Why can't you just let it go? You have absolutely NO patience. You should have just let things grow naturally rather than push and force her to "see" things the way YOU want.

" And she says its never going to work"

She's right because you won't change.

"how can i have a relationship with her.. where i let go and forgive her of the betrayal and let her do what she wants."

Really? There was NO BETRAYAL. You can't seem to get that through your head. She couldn't talk to you about your relationship so she turned to get advice from another guy. She wasn't going out with him. There's nothing for you to forgive. You just keep coming off like an @$$hole because you don't seem to get it.

"We dont have mutual respect"

You don't respect her so why should she respect you? You called her a "slut" and condemned her guy friend. You don't respect her at all. It's not because of religion or upbringing, or whatever.

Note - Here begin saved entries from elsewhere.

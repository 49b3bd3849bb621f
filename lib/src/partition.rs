//! Partitioning of atoms by shared theory variables.
//!
//! Two atoms end up in the same partition if they share a free variable,
//! directly or through a chain of other atoms. Propositional symbols have no
//! free variables and form singleton partitions.
use crate::formula::Atom;
use std::collections::HashMap;

/// Union-find over `0..n` with union by rank and path compression.
#[derive(Debug, Clone)]
pub struct DisjointSet {
    parent: Vec<usize>,
    rank: Vec<u8>,
}

impl DisjointSet {
    /// Creates `n` singleton sets.
    pub fn new(n: usize) -> Self {
        Self {
            parent: (0..n).collect(),
            rank: vec![0; n],
        }
    }

    /// Representative of the set containing `x`.
    pub fn find(&mut self, x: usize) -> usize {
        let mut root = x;
        while self.parent[root] != root {
            root = self.parent[root];
        }
        let mut current = x;
        while self.parent[current] != root {
            let next = self.parent[current];
            self.parent[current] = root;
            current = next;
        }
        root
    }

    /// Merges the sets of `a` and `b`.
    pub fn union(&mut self, a: usize, b: usize) {
        let (ra, rb) = (self.find(a), self.find(b));
        if ra == rb {
            return;
        }
        match self.rank[ra].cmp(&self.rank[rb]) {
            std::cmp::Ordering::Less => self.parent[ra] = rb,
            std::cmp::Ordering::Greater => self.parent[rb] = ra,
            std::cmp::Ordering::Equal => {
                self.parent[rb] = ra;
                self.rank[ra] = self.rank[ra].saturating_add(1);
            }
        }
    }

    /// Number of elements.
    pub fn len(&self) -> usize {
        self.parent.len()
    }

    /// Returns true if there are no elements.
    pub fn is_empty(&self) -> bool {
        self.parent.is_empty()
    }
}

/// Splits `atoms` into partitions of atoms connected by shared free variables.
///
/// Partitions are returned in order of their first atom, atoms keep their relative order.
pub fn atom_partitioning(atoms: &[Atom]) -> Vec<Vec<Atom>> {
    let mut sets = DisjointSet::new(atoms.len());
    let mut owner: HashMap<&str, usize> = HashMap::new();
    for (idx, atom) in atoms.iter().enumerate() {
        for var in atom.free_vars() {
            match owner.get(var) {
                Some(&other) => sets.union(idx, other),
                None => {
                    owner.insert(var, idx);
                }
            }
        }
    }

    let mut slot_of_root: HashMap<usize, usize> = HashMap::new();
    let mut partitions: Vec<Vec<Atom>> = Vec::new();
    for (idx, atom) in atoms.iter().enumerate() {
        let root = sets.find(idx);
        let slot = *slot_of_root.entry(root).or_insert_with(|| {
            partitions.push(Vec::new());
            partitions.len() - 1
        });
        partitions[slot].push(atom.clone());
    }
    log::debug!(
        "partitioned {} atoms into {} groups",
        atoms.len(),
        partitions.len()
    );
    partitions
}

You CHOOSE TO BE AN EGOTISTICAL, SEXIST @$$HOLE. Period.

"We dont have communication its become so awkward every since the d talk in march"

That's from you.

"we have different goals in life"

You EXPECT her to do what you want to do. That's not what a M is all about. You have two different people who are going to have their own opinions. You have to learn to compromise on them. You don't seem to want to and just want to do things YOUR WAY.

"We are from two complete different backgrounds
Different areas"

This has nothing to do with your situation. It doesn't matter how different your backgrounds are. What matters is your UNDERSTANDING of each other.

"we are growing up differently.. she feels that shes changed as a person and does not want any of this anymore"

She has changed. And for the better. You refuse to. You said you read DB which teaches that change in yourself is the number one thing you need to do. Despite you claiming over and over again that you've changed, NO ONE has seen that from you.

"She says she has different ambitions in life and hopes to achieve them. She says that she cant do em with me."

And she's right because you don't want her to change. You called her slutty just because she wants to wear shorts. She knows you're going to demean her when she starts going after her own dreams. You condemn her rather than supporting her.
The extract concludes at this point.